Dataset content below:
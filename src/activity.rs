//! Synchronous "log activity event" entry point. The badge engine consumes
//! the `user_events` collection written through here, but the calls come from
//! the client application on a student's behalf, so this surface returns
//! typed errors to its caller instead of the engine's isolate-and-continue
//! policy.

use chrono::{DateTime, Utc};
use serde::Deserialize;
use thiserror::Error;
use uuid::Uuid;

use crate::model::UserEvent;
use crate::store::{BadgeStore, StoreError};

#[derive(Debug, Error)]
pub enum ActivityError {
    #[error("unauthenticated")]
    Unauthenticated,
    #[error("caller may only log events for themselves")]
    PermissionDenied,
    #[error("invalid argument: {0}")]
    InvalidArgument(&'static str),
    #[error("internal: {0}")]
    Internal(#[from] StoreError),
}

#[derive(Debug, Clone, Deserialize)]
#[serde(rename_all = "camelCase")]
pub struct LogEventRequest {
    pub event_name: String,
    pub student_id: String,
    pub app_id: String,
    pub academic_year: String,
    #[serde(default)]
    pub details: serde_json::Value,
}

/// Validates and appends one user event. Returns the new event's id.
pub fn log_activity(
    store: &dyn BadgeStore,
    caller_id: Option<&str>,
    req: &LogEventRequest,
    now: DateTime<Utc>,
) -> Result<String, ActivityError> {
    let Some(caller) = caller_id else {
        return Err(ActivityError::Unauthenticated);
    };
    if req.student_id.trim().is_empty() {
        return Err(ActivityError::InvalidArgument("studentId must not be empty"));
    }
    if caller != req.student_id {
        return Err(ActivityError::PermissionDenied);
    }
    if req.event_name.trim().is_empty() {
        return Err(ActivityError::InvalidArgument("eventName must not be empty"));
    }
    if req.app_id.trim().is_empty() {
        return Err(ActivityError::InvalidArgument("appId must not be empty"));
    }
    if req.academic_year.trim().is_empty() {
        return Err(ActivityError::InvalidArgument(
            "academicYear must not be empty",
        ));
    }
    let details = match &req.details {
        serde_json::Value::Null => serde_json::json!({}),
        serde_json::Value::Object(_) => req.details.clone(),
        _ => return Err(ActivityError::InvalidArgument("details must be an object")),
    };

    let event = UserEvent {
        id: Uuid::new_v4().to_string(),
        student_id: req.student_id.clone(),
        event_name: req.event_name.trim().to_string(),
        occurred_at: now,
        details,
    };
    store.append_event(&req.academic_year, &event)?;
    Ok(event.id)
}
End of Dataset content.
Your assignment
Using the data above, copy each line that contains "derive".

Solution for this problem
#[derive(Debug, Error)]
#[derive(Debug, Clone, Deserialize)]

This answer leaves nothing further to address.